Repeat all the records, precisely as given.
** MATERIAL FOR THIS TASK follows **
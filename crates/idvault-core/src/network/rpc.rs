//! JSON-RPC 2.0 binding over HTTP.
//!
//! Request:  `{"jsonrpc":"2.0","id":N,"method":"idvault_registerIdentity",
//!             "params":{"id":"<uuid>","publicKey":"<base64>"}}`
//! Response: `{"jsonrpc":"2.0","id":N,"result":{"address":"..."}}` or an
//!           `error` object, which is treated as a rejection.

use std::sync::atomic::{AtomicU64, Ordering};

use async_trait::async_trait;
use base64::{engine::general_purpose, Engine as _};
use chrono::Utc;
use serde::Deserialize;
use tracing::debug;

use super::{IdentitySeed, NetworkBinding, NetworkConfig, NetworkHandle};
use crate::error::NetworkError;

pub const REGISTER_METHOD: &str = "idvault_registerIdentity";

#[derive(Debug, Deserialize)]
struct RpcResponse {
    #[serde(default)]
    result: Option<RegisterResult>,
    #[serde(default)]
    error: Option<RpcErrorObject>,
}

#[derive(Debug, Deserialize)]
struct RegisterResult {
    address: String,
}

#[derive(Debug, Deserialize)]
struct RpcErrorObject {
    code: i64,
    message: String,
}

pub struct RpcBinding {
    client: reqwest::Client,
    config: NetworkConfig,
    endpoint: String,
    next_id: AtomicU64,
}

impl RpcBinding {
    pub fn new(config: NetworkConfig) -> Result<Self, NetworkError> {
        let endpoint = config.endpoint.clone().ok_or_else(|| {
            NetworkError::Misconfigured(format!("network {} has no endpoint", config.name()))
        })?;
        let client = reqwest::Client::builder()
            .user_agent(concat!("idvault/", env!("CARGO_PKG_VERSION")))
            .timeout(config.timeout())
            .build()
            .map_err(|e| NetworkError::Misconfigured(format!("http client: {e}")))?;
        Ok(Self {
            client,
            config,
            endpoint,
            next_id: AtomicU64::new(1),
        })
    }

    fn transport_error(&self, err: reqwest::Error) -> NetworkError {
        if err.is_timeout() {
            NetworkError::Timeout(self.config.timeout())
        } else {
            NetworkError::Unreachable(format!("{}: {err}", self.endpoint))
        }
    }
}

#[async_trait]
impl NetworkBinding for RpcBinding {
    fn network(&self) -> &str {
        self.config.name()
    }

    async fn resolve(&self, seed: &IdentitySeed) -> Result<NetworkHandle, NetworkError> {
        let request_id = self.next_id.fetch_add(1, Ordering::Relaxed);
        let body = serde_json::json!({
            "jsonrpc": "2.0",
            "id": request_id,
            "method": REGISTER_METHOD,
            "params": {
                "id": seed.id.to_string(),
                "publicKey": general_purpose::STANDARD.encode(seed.public_key),
            }
        });
        debug!(network = self.network(), endpoint = %self.endpoint, "resolving identity");
        let res = self
            .client
            .post(&self.endpoint)
            .json(&body)
            .send()
            .await
            .map_err(|e| self.transport_error(e))?;

        let status = res.status();
        if status.is_server_error() {
            return Err(NetworkError::Unreachable(format!(
                "{} returned {status}",
                self.endpoint
            )));
        }
        if !status.is_success() {
            return Err(NetworkError::RejectedByNetwork(format!("http {status}")));
        }

        let reply: RpcResponse = res.json().await.map_err(|e| {
            if e.is_timeout() {
                NetworkError::Timeout(self.config.timeout())
            } else {
                NetworkError::Malformed(e.to_string())
            }
        })?;
        if let Some(err) = reply.error {
            return Err(NetworkError::RejectedByNetwork(format!(
                "{} (code {})",
                err.message, err.code
            )));
        }
        let result = reply
            .result
            .ok_or_else(|| NetworkError::Malformed("response has neither result nor error".into()))?;
        if result.address.trim().is_empty() {
            return Err(NetworkError::Malformed("empty address".into()));
        }
        Ok(NetworkHandle {
            network: self.network().to_string(),
            endpoint: Some(self.endpoint.clone()),
            address: result.address,
            resolved_at: Utc::now(),
        })
    }
}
** End of MATERIAL FOR THIS TASK **
> _WRITTEN ANSWER_:
filename crates/idvault-core/src/network/rpc.rs
//! JSON-RPC 2.0 binding over HTTP.
//!
//! Request:  `{"jsonrpc":"2.0","id":N,"method":"idvault_registerIdentity",
//!             "params":{"id":"<uuid>","publicKey":"<base64>"}}`
//! Response: `{"jsonrpc":"2.0","id":N,"result":{"address":"..."}}` or an
//!           `error` object, which is treated as a rejection.

use std::sync::atomic::{AtomicU64, Ordering};

use async_trait::async_trait;
use base64::{engine::general_purpose, Engine as _};
use chrono::Utc;
use serde::Deserialize;
use tracing::debug;

use super::{IdentitySeed, NetworkBinding, NetworkConfig, NetworkHandle};
use crate::error::NetworkError;

pub const REGISTER_METHOD: &str = "idvault_registerIdentity";

#[derive(Debug, Deserialize)]
struct RpcResponse {
    #[serde(default)]
    result: Option<RegisterResult>,
    #[serde(default)]
    error: Option<RpcErrorObject>,
}

#[derive(Debug, Deserialize)]
struct RegisterResult {
    address: String,
}

#[derive(Debug, Deserialize)]
struct RpcErrorObject {
    code: i64,
    message: String,
}

pub struct RpcBinding {
    client: reqwest::Client,
    config: NetworkConfig,
    endpoint: String,
    next_id: AtomicU64,
}

impl RpcBinding {
    pub fn new(config: NetworkConfig) -> Result<Self, NetworkError> {
        let endpoint = config.endpoint.clone().ok_or_else(|| {
            NetworkError::Misconfigured(format!("network {} has no endpoint", config.name()))
        })?;
        let client = reqwest::Client::builder()
            .user_agent(concat!("idvault/", env!("CARGO_PKG_VERSION")))
            .timeout(config.timeout())
            .build()
            .map_err(|e| NetworkError::Misconfigured(format!("http client: {e}")))?;
        Ok(Self {
            client,
            config,
            endpoint,
            next_id: AtomicU64::new(1),
        })
    }

    fn transport_error(&self, err: reqwest::Error) -> NetworkError {
        if err.is_timeout() {
            NetworkError::Timeout(self.config.timeout())
        } else {
            NetworkError::Unreachable(format!("{}: {err}", self.endpoint))
        }
    }
}

#[async_trait]
impl NetworkBinding for RpcBinding {
    fn network(&self) -> &str {
        self.config.name()
    }

    async fn resolve(&self, seed: &IdentitySeed) -> Result<NetworkHandle, NetworkError> {
        let request_id = self.next_id.fetch_add(1, Ordering::Relaxed);
        let body = serde_json::json!({
            "jsonrpc": "2.0",
            "id": request_id,
            "method": REGISTER_METHOD,
            "params": {
                "id": seed.id.to_string(),
                "publicKey": general_purpose::STANDARD.encode(seed.public_key),
            }
        });
        debug!(network = self.network(), endpoint = %self.endpoint, "resolving identity");
        let res = self
            .client
            .post(&self.endpoint)
            .json(&body)
            .send()
            .await
            .map_err(|e| self.transport_error(e))?;

        let status = res.status();
        if status.is_server_error() {
            return Err(NetworkError::Unreachable(format!(
                "{} returned {status}",
                self.endpoint
            )));
        }
        if !status.is_success() {
            return Err(NetworkError::RejectedByNetwork(format!("http {status}")));
        }

        let reply: RpcResponse = res.json().await.map_err(|e| {
            if e.is_timeout() {
                NetworkError::Timeout(self.config.timeout())
            } else {
                NetworkError::Malformed(e.to_string())
            }
        })?;
        if let Some(err) = reply.error {
            return Err(NetworkError::RejectedByNetwork(format!(
                "{} (code {})",
                err.message, err.code
            )));
        }
        let result = reply
            .result
            .ok_or_else(|| NetworkError::Malformed("response has neither result nor error".into()))?;
        if result.address.trim().is_empty() {
            return Err(NetworkError::Malformed("empty address".into()));
        }
        Ok(NetworkHandle {
            network: self.network().to_string(),
            endpoint: Some(self.endpoint.clone()),
            address: result.address,
            resolved_at: Utc::now(),
        })
    }
}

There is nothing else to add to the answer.